Angélica Liddell, contra la idiotez generalizada
Angélica Liddell ha demostrado en su último estreno que el arte tiene una capacidad nula para modificar la sociedad; pero, a la vez, ha demostrado también que el arte permite y favorece espléndidamente la reflexión sobre la estulticia de esa sociedad.
A la díscola y astuta creadora escénica, elevada a la categoría de semidiosa por la aborregada masa de culturetas que compra a ciegas todo aquello que se venda con la etiqueta de «megamoderno», no se le ha ocurrido otra cosa en su nuevo y esperadísimo espectáculo (hace meses que agotó las entradas en los Teatros del Canal) que arremeter, en estos tiempos que corren..., ¡contra la mujer! Inspirado muy libremente en la conocida novela homónima de Nathaniel Hawthorne, el montaje que ha hecho de «La letra escarlata» puede definirse como un sarcástico y feroz alegato contra esa corriente de pensamiento que podríamos llamar ultrafeminista y que se está instaurando en los últimos tiempos en todos los ámbitos con el beneplácito, precisamente, de todos esos modernetes que corrían en místico éxtasis a por una entrada para ver a la Liddell cuando salieron a la venta.
En una función impactante en la concepción visual y sonora de algunas escenas, pero lenta, estirada y aburridísima en su desarrollo dramatúrgico, la polémica autora, directora, actriz y performer carga sobre el escenario, sin ambages ni cortapisas, contra un género femenino al que tilda, entre otras lindezas, de «hipócrita» y «mezquino» por haber liderado la deriva del pensamiento contemporáneo hacia un radical puritanismo y una mojigatería que ella, convertida en una suerte de Hester Prynne, compara con el de la Nueva Inglaterra del siglo XVII que Hawthorne criticaba en su libro.
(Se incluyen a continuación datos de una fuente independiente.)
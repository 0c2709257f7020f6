pub const SESSIONS: &str = "/redfish/v1/SessionService/Sessions";
use serde_json::json;
use ureq::config::Config;
use ureq::http::Response;
use ureq::tls::{TlsConfig, TlsProvider};
use ureq::{Agent, Body, RequestBuilder};
use url::Url;

use crate::config::{ClientConfig, Credentials};
use crate::constants::{headers, paths};

use super::client::{ClientError, RemoteClient};

#[derive(Debug)]
struct Session {
    token: String,
    uri: Option<String>,
}

/// Blocking Redfish client over HTTP(S)
pub struct HttpClient {
    agent: Agent,
    base_url: Url,
    session: Option<Session>,
}

fn get_ureq_agent(config: &ClientConfig) -> Agent {
    let tls = TlsConfig::builder()
        .provider(TlsProvider::NativeTls)
        .disable_verification(config.insecure)
        .build();
    let agent_config = Config::builder()
        .timeout_global(Some(config.timeout))
        .tls_config(tls)
        .build();
    Agent::new_with_config(agent_config)
}

fn map_err(uri: &str, err: ureq::Error) -> ClientError {
    match err {
        ureq::Error::StatusCode(status) => ClientError::Status {
            uri: uri.to_string(),
            status,
        },
        e => ClientError::Http(e),
    }
}

fn header_value(resp: &Response<Body>, name: &str) -> Option<String> {
    resp.headers()
        .get(name)
        .and_then(|v| v.to_str().ok())
        .map(str::to_owned)
}

impl HttpClient {
    /// Create an unauthenticated client
    pub fn new(config: &ClientConfig) -> Result<Self, ClientError> {
        Ok(HttpClient {
            agent: get_ureq_agent(config),
            base_url: Url::parse(&config.endpoint)?,
            session: None,
        })
    }

    /// Create a client and, if credentials are configured, open a session
    pub fn connect(config: &ClientConfig) -> Result<Self, ClientError> {
        let mut client = Self::new(config)?;
        if let Some(credentials) = &config.credentials {
            client.session = Some(client.login(credentials)?);
        }
        Ok(client)
    }

    pub fn has_session(&self) -> bool {
        self.session.is_some()
    }

    fn login(&self, credentials: &Credentials) -> Result<Session, ClientError> {
        log::debug!(
            "Creating session on {} for user {}",
            self.base_url,
            credentials.username
        );
        let url = self.base_url.join(paths::SESSIONS)?;
        let resp = self
            .agent
            .post(url.as_str())
            .header(headers::ODATA_VERSION, headers::ODATA_VERSION_VALUE)
            .send_json(json!({
                "UserName": credentials.username,
                "Password": credentials.password,
            }))
            .map_err(|e| map_err(paths::SESSIONS, e))?;

        let token = header_value(&resp, headers::AUTH_TOKEN)
            .ok_or(ClientError::MissingHeader(headers::AUTH_TOKEN))?;
        let uri = header_value(&resp, headers::LOCATION);
        if uri.is_none() {
            log::warn!("Session created without a Location header; logout will be a no-op");
        }
        Ok(Session { token, uri })
    }

    /// Close the session, if one was opened
    pub fn logout(self) -> Result<(), ClientError> {
        let Some(Session { uri: Some(uri), .. }) = &self.session else {
            return Ok(());
        };
        log::debug!("Deleting session {uri}");
        let url = self.resolve(uri)?;
        self.authorize(self.agent.delete(url.as_str()))
            .call()
            .map_err(|e| map_err(uri, e))?;
        Ok(())
    }

    /// Absolute URL for `uri`. Fragments address members embedded in a parent
    /// document and are not sent.
    fn resolve(&self, uri: &str) -> Result<Url, ClientError> {
        let mut url = self.base_url.join(uri)?;
        url.set_fragment(None);
        Ok(url)
    }

    fn authorize<B>(&self, req: RequestBuilder<B>) -> RequestBuilder<B> {
        let req = req.header(headers::ODATA_VERSION, headers::ODATA_VERSION_VALUE);
        match &self.session {
            Some(session) => req.header(headers::AUTH_TOKEN, session.token.as_str()),
            None => req,
        }
    }
}

impl RemoteClient for HttpClient {
    fn get(&self, uri: &str) -> Result<Vec<u8>, ClientError> {
        let url = self.resolve(uri)?;
        log::debug!("GET {url}");
        let mut resp = self
            .authorize(self.agent.get(url.as_str()))
            .header("Accept", headers::JSON_CONTENT_TYPE)
            .call()
            .map_err(|e| map_err(uri, e))?;
        resp.body_mut().read_to_vec().map_err(Into::into)
    }

    fn patch(&self, uri: &str, payload: &[u8]) -> Result<(), ClientError> {
        let url = self.resolve(uri)?;
        log::debug!("PATCH {url} ({} bytes)", payload.len());
        self.authorize(self.agent.patch(url.as_str()))
            .header("Content-Type", headers::JSON_CONTENT_TYPE)
            .send(payload)
            .map_err(|e| map_err(uri, e))?;
        Ok(())
    }
}
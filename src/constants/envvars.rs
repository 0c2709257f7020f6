pub const ENDPOINT: &str = "REDFISH_ENDPOINT";
pub const USERNAME: &str = "REDFISH_USERNAME";
pub const PASSWORD: &str = "REDFISH_PASSWORD";
pub const INSECURE: &str = "REDFISH_INSECURE";
pub const TIMEOUT_SECS: &str = "REDFISH_TIMEOUT_SECS";
pub const FETCH_WORKERS: &str = "REDFISH_FETCH_WORKERS";

pub const LOG_LEVEL: &str = "LOG_LEVEL";
pub mod power;

pub use power::{
    get_power, list_referenced_powers, InputRange, InputType, LineInputVoltageType, Power,
    PowerControl, PowerLimit, PowerLimitException, PowerMetric, PowerSupply, PowerSupplyType,
    Redundancy, RedundancyMode, Voltage,
};
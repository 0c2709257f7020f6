mod load_dotenv;

pub use load_dotenv::load_dotenv;
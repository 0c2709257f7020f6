mod argsets;
mod command;
mod helpers;

use anyhow::{anyhow, Result};
use env_logger::Env;

use redfish_power::constants::{defaults, envvars};

const CMD_GET_POWER: &str = "get-power";
const CMD_LIST_POWERS: &str = "list-powers";
const CMD_SET_PSU_LED: &str = "set-psu-led";

fn main() -> Result<()> {
    let dotenv_path = helpers::load_dotenv();
    env_logger::Builder::from_env(
        Env::default().filter_or(envvars::LOG_LEVEL, defaults::LOG_LEVEL),
    )
    .init();
    if let Some(path) = dotenv_path {
        log::debug!("Loaded {}", path.display());
    }

    let mut args = pico_args::Arguments::from_env();
    match args.subcommand()?.as_deref() {
        Some(CMD_GET_POWER) => command::get_power(argsets::GetPowerArgs {
            uri: args.free_from_str()?,
        }),
        Some(CMD_LIST_POWERS) => command::list_powers(argsets::ListPowersArgs {
            uri: args.free_from_str()?,
        }),
        Some(CMD_SET_PSU_LED) => command::set_psu_led(argsets::SetPsuLedArgs {
            uri: args.free_from_str()?,
            index: args.free_from_str()?,
            state: args.free_from_str()?,
        }),
        _ => Err(anyhow!(
            "Subcommand must be one of 'get-power', 'list-powers', 'set-psu-led'"
        )),
    }
}
use thiserror::Error;

use crate::interfaces::ClientError;

#[derive(Error, Debug)]
pub enum Error {
    #[error(transparent)]
    Transport(#[from] ClientError),
    #[error("could not decode resource: {0}")]
    Decode(#[from] serde_json::Error),
    #[error("could not encode update payload: {0}")]
    Encode(#[source] serde_json::Error),
    #[error("resource has no @odata.id to send updates to")]
    MissingUri,
}
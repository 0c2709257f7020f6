pub mod defaults;
pub mod envvars;
pub mod headers;
pub mod paths;
mod power;

pub use power::{get_power, list_powers, set_psu_led};
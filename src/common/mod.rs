pub mod collection;
pub mod decode;
pub mod entity;
pub mod types;

pub use collection::{
    get_collection, list_referenced, CollectionError, CollectionFetcher, CollectionResult,
};
pub use decode::{Divergence, Schema};
pub use entity::{Entity, Identity, Resource, Snapshot, WritableField};
pub use types::{
    Health, IndicatorLed, Link, Location, PartLocation, PhysicalContext, Placement, State, Status,
};
use std::env;
use std::time::Duration;

use thiserror::Error;

use crate::constants::{defaults, envvars};

#[derive(Error, Debug, PartialEq)]
pub enum ConfigError {
    #[error("{0} must be set")]
    Missing(&'static str),
    #[error("invalid value for {var}: '{value}'")]
    Invalid { var: &'static str, value: String },
}

#[derive(Clone, Debug, PartialEq)]
pub struct Credentials {
    pub username: String,
    pub password: String,
}

#[derive(Clone, Debug, PartialEq)]
pub struct ClientConfig {
    /// Base URL of the service, e.g. `https://10.0.0.12`
    pub endpoint: String,
    pub credentials: Option<Credentials>,
    /// Skip TLS certificate verification (self-signed BMC certificates)
    pub insecure: bool,
    pub timeout: Duration,
    /// Upper bound on concurrent member fetches when listing collections
    pub fetch_workers: usize,
}

impl ClientConfig {
    pub fn new(endpoint: impl Into<String>) -> Self {
        ClientConfig {
            endpoint: endpoint.into(),
            credentials: None,
            insecure: false,
            timeout: defaults::API_REQUEST_TIMEOUT,
            fetch_workers: defaults::FETCH_WORKERS,
        }
    }

    pub fn from_env() -> Result<Self, ConfigError> {
        let endpoint = env::var(envvars::ENDPOINT)
            .ok()
            .filter(|e| !e.is_empty())
            .ok_or(ConfigError::Missing(envvars::ENDPOINT))?;

        let credentials = match env::var(envvars::USERNAME) {
            Ok(username) if !username.is_empty() => Some(Credentials {
                username,
                password: env::var(envvars::PASSWORD).unwrap_or_default(),
            }),
            _ => None,
        };

        let insecure = match env::var(envvars::INSECURE) {
            Ok(v) => parse_bool(envvars::INSECURE, &v)?,
            Err(_) => false,
        };

        let timeout = match env::var(envvars::TIMEOUT_SECS) {
            Ok(v) => Duration::from_secs(parse_number(envvars::TIMEOUT_SECS, &v)?),
            Err(_) => defaults::API_REQUEST_TIMEOUT,
        };

        let fetch_workers = match env::var(envvars::FETCH_WORKERS) {
            Ok(v) => parse_number::<usize>(envvars::FETCH_WORKERS, &v)?.max(1),
            Err(_) => defaults::FETCH_WORKERS,
        };

        Ok(ClientConfig {
            endpoint,
            credentials,
            insecure,
            timeout,
            fetch_workers,
        })
    }
}

fn parse_bool(var: &'static str, value: &str) -> Result<bool, ConfigError> {
    match value.trim().to_ascii_lowercase().as_str() {
        "1" | "true" | "yes" => Ok(true),
        "0" | "false" | "no" | "" => Ok(false),
        _ => Err(ConfigError::Invalid {
            var,
            value: value.to_string(),
        }),
    }
}

fn parse_number<T: std::str::FromStr>(var: &'static str, value: &str) -> Result<T, ConfigError> {
    value.trim().parse::<T>().map_err(|_| ConfigError::Invalid {
        var,
        value: value.to_string(),
    })
}
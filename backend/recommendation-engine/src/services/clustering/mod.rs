// ============================================
// Clustering Engine (KMeans over users)
// ============================================
//
// Partitions users into K groups of similar taste.
//
//   1. Serve a clean cached snapshot for (K, #users) when one exists
//   2. Seed K centroids with the first users (ascending id) that have
//      at least `seed_min_ratings` ratings
//   3. Assign every user to the nearest centroid
//   4. Recompute each centroid as the per-item mean of its members'
//      ratings, reassign everyone, repeat until nobody moves
//   5. Save the snapshot under (K, #users), tagged with the rating store
//      generation it was read at; older snapshots are never served
//
// Recomputation for one key is serialised so concurrent callers compute
// at most once.

mod distance;
pub mod job;

pub use distance::{distance, nearest_centroid, NO_OVERLAP_DISTANCE, UNCOMPARED_DISTANCE};
pub use job::cluster_in_background;

use crate::config::ClusteringConfig;
use crate::error::{DegenerateInput, EngineError, Result};
use crate::models::{ClusterKey, ClusterSnapshot, ItemId, ItemScores, UserId};
use crate::store::{ClusterCache, RatingStore};
use chrono::Utc;
use dashmap::DashMap;
use parking_lot::Mutex;
use std::collections::{BTreeMap, BTreeSet};
use std::sync::atomic::{AtomicBool, Ordering};
use std::sync::Arc;
use std::time::{Duration, Instant};
use tracing::{debug, error, info, warn};

/// Cancellation flag and optional deadline for a clustering run.
///
/// Clones share the flag, so a clone handed to another thread can stop the run.
#[derive(Debug, Clone, Default)]
pub struct ClusterControl {
    cancelled: Arc<AtomicBool>,
    deadline: Option<(Instant, Duration)>,
}

impl ClusterControl {
    pub fn new() -> Self {
        Self::default()
    }

    pub fn with_deadline(mut self, budget: Duration) -> Self {
        self.deadline = Some((Instant::now() + budget, budget));
        self
    }

    pub fn cancel(&self) {
        self.cancelled.store(true, Ordering::SeqCst);
    }

    pub fn is_cancelled(&self) -> bool {
        self.cancelled.load(Ordering::SeqCst)
    }

    /// Fails once cancelled or past the deadline
    pub fn check(&self, completed_iterations: usize) -> Result<()> {
        if self.is_cancelled() {
            return Err(EngineError::Cancelled {
                iterations: completed_iterations,
            });
        }
        if let Some((deadline, budget)) = self.deadline {
            if Instant::now() >= deadline {
                return Err(EngineError::DeadlineExceeded(budget));
            }
        }
        Ok(())
    }
}

pub struct ClusteringEngine {
    ratings: Arc<dyn RatingStore>,
    cache: Arc<dyn ClusterCache>,
    config: ClusteringConfig,
    recompute_locks: DashMap<ClusterKey, Arc<Mutex<()>>>,
}

impl ClusteringEngine {
    pub fn new(
        ratings: Arc<dyn RatingStore>,
        cache: Arc<dyn ClusterCache>,
        config: ClusteringConfig,
    ) -> Self {
        Self {
            ratings,
            cache,
            config,
            recompute_locks: DashMap::new(),
        }
    }

    pub fn config(&self) -> &ClusteringConfig {
        &self.config
    }

    /// Cluster with the configured deadline, if any
    pub fn cluster(&self, k: usize) -> Result<Arc<ClusterSnapshot>> {
        let control = match self.config.deadline() {
            Some(budget) => ClusterControl::new().with_deadline(budget),
            None => ClusterControl::new(),
        };
        self.cluster_with(k, &control)
    }

    pub fn cluster_with(
        &self,
        k: usize,
        control: &ClusterControl,
    ) -> Result<Arc<ClusterSnapshot>> {
        let generation = self.ratings.generation();
        let key = ClusterKey::new(k, self.ratings.all_user_ids().len());
        if let Some(snapshot) = self.load_current(key, generation) {
            debug!(%key, "Cluster cache hit");
            return Ok(snapshot);
        }

        // The key and the lock follow the profiles actually clustered
        let generation = self.ratings.generation();
        let profiles = self.ratings.ratings_by_user();
        let key = ClusterKey::new(k, profiles.len());

        let lock = self
            .recompute_locks
            .entry(key)
            .or_insert_with(|| Arc::new(Mutex::new(())))
            .clone();
        let _guard = lock.lock();

        // Another caller may have finished while we waited
        if let Some(snapshot) = self.load_current(key, generation) {
            debug!(%key, "Cluster snapshot computed by concurrent caller");
            return Ok(snapshot);
        }

        let started = Instant::now();
        let mut snapshot = kmeans(k, &profiles, &self.config, control)?;
        snapshot.generation = generation;
        let snapshot = Arc::new(snapshot);

        info!(
            key = %snapshot.key,
            groups = snapshot.effective_k(),
            iterations = snapshot.iterations,
            generation,
            elapsed_ms = started.elapsed().as_millis() as u64,
            "KMeans converged"
        );

        // A run stopped after its last pass must not reach the cache
        control.check(snapshot.iterations)?;
        self.cache.save(snapshot.clone());
        Ok(snapshot)
    }

    /// Cached snapshot for `key`, unless it was built before `generation`
    fn load_current(&self, key: ClusterKey, generation: u64) -> Option<Arc<ClusterSnapshot>> {
        self.cache.load(key).filter(|snapshot| {
            let current = snapshot.generation >= generation;
            if !current {
                debug!(
                    %key,
                    cached = snapshot.generation,
                    generation,
                    "Cached snapshot predates the latest ratings"
                );
            }
            current
        })
    }
}

/// Runs KMeans from scratch over `profiles` (user -> ratings)
pub fn kmeans(
    k: usize,
    profiles: &BTreeMap<UserId, ItemScores>,
    config: &ClusteringConfig,
    control: &ClusterControl,
) -> Result<ClusterSnapshot> {
    if k == 0 {
        return Err(EngineError::Config("K must be >= 1".to_string()));
    }

    if let Some((&user_id, _)) = profiles.iter().find(|(_, scores)| scores.is_empty()) {
        error!(user_id, "User without ratings reached the clustering engine");
        return Err(EngineError::InvariantViolation(format!(
            "user {} has no ratings and cannot be clustered",
            user_id
        )));
    }

    let users: Vec<UserId> = profiles.keys().copied().collect();
    let vectors: Vec<&ItemScores> = profiles.values().collect();

    let mut centroids: Vec<ItemScores> = vectors
        .iter()
        .filter(|scores| scores.len() >= config.seed_min_ratings)
        .take(k)
        .map(|&scores| scores.clone())
        .collect();

    let found = centroids.len();
    if found < k {
        if found == 0 || !config.allow_partial_seeding {
            return Err(DegenerateInput::InsufficientSeeds {
                requested: k,
                found,
            }
            .into());
        }
        warn!(
            requested = k,
            found, "Fewer seed users than requested clusters, continuing with partial seeding"
        );
    }

    let mut assignment = vec![0usize; users.len()];
    for (slot, scores) in assignment.iter_mut().zip(&vectors) {
        *slot = nearest_index(scores, &centroids)?;
    }
    ensure_no_empty_cluster(&assignment, centroids.len(), 0)?;

    let mut iterations = 0;
    loop {
        control.check(iterations)?;
        if iterations == config.max_iterations {
            warn!(iterations, "KMeans reached the iteration cap");
            return Err(EngineError::ConvergenceLimit { iterations });
        }
        iterations += 1;

        centroids = recompute_centroids(&assignment, &vectors, centroids.len());

        let mut moved = 0usize;
        for (slot, scores) in assignment.iter_mut().zip(&vectors) {
            let nearest = nearest_index(scores, &centroids)?;
            if nearest != *slot {
                *slot = nearest;
                moved += 1;
            }
        }
        debug!(iteration = iterations, moved, "KMeans pass");

        ensure_no_empty_cluster(&assignment, centroids.len(), iterations)?;
        if moved == 0 {
            break;
        }
    }

    let mut groups: Vec<BTreeSet<UserId>> = vec![BTreeSet::new(); centroids.len()];
    for (&user_id, &cluster) in users.iter().zip(&assignment) {
        groups[cluster].insert(user_id);
    }

    Ok(ClusterSnapshot {
        key: ClusterKey::new(k, users.len()),
        groups,
        centroids,
        iterations,
        generation: 0,
        computed_at: Utc::now(),
    })
}

fn nearest_index(scores: &ItemScores, centroids: &[ItemScores]) -> Result<usize> {
    nearest_centroid(scores, centroids)
        .map(|(idx, _)| idx)
        .ok_or_else(|| {
            EngineError::InvariantViolation("no centroid to compare a user against".to_string())
        })
}

/// Per-item mean of the members' ratings; items no member rated are absent
fn recompute_centroids(
    assignment: &[usize],
    vectors: &[&ItemScores],
    cluster_count: usize,
) -> Vec<ItemScores> {
    let mut sums: Vec<BTreeMap<ItemId, (f64, u32)>> = vec![BTreeMap::new(); cluster_count];

    for (&cluster, scores) in assignment.iter().zip(vectors) {
        for (&item_id, &score) in scores.iter() {
            let entry = sums[cluster].entry(item_id).or_insert((0.0, 0));
            entry.0 += f64::from(score);
            entry.1 += 1;
        }
    }

    sums.into_iter()
        .map(|items| {
            items
                .into_iter()
                .map(|(item_id, (sum, count))| (item_id, (sum / f64::from(count)) as f32))
                .collect()
        })
        .collect()
}

fn ensure_no_empty_cluster(
    assignment: &[usize],
    cluster_count: usize,
    iteration: usize,
) -> Result<()> {
    let mut sizes = vec![0usize; cluster_count];
    for &cluster in assignment {
        sizes[cluster] += 1;
    }
    match sizes.iter().position(|&size| size == 0) {
        Some(cluster) => {
            warn!(cluster, iteration, "KMeans produced an empty cluster");
            Err(DegenerateInput::EmptyCluster { cluster, iteration }.into())
        }
        None => Ok(()),
    }
}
Con mucha mordacidad, ironía y desmesura, Liddell embiste contra una mujer que sustituye con la edad, dice ella, la belleza por el odio, y que acumula tanta grasa en algunas partes de su cuerpo como amargura en su alma. El acibarado discurso –literariamente notable– queda dividido e insertado entre escenas no verbales en las que, como no podía ser de otra manera, hay mucho desnudo y mucha metáfora sexual. Esta vez, el plato fuerte es la introducción en su boca del pene de uno de los actores.
Así los modernetes, esos mojigatos a los que la artista ha puesto a parir con mucha razón y que al final del espectáculo la han aplaudido con fervor como si la cosa no fuera con ellos, hablarán del «escandaloso» montaje durante unos días; de este modo, la idea de transgresión que acompaña a la autora, y que tan buenos réditos le ha dado en su carrera, seguirá bien alimentada. El arte, como dije al principio, no sirve para cambiar a la gente; pero sí para dejar bien descubierta su necedad.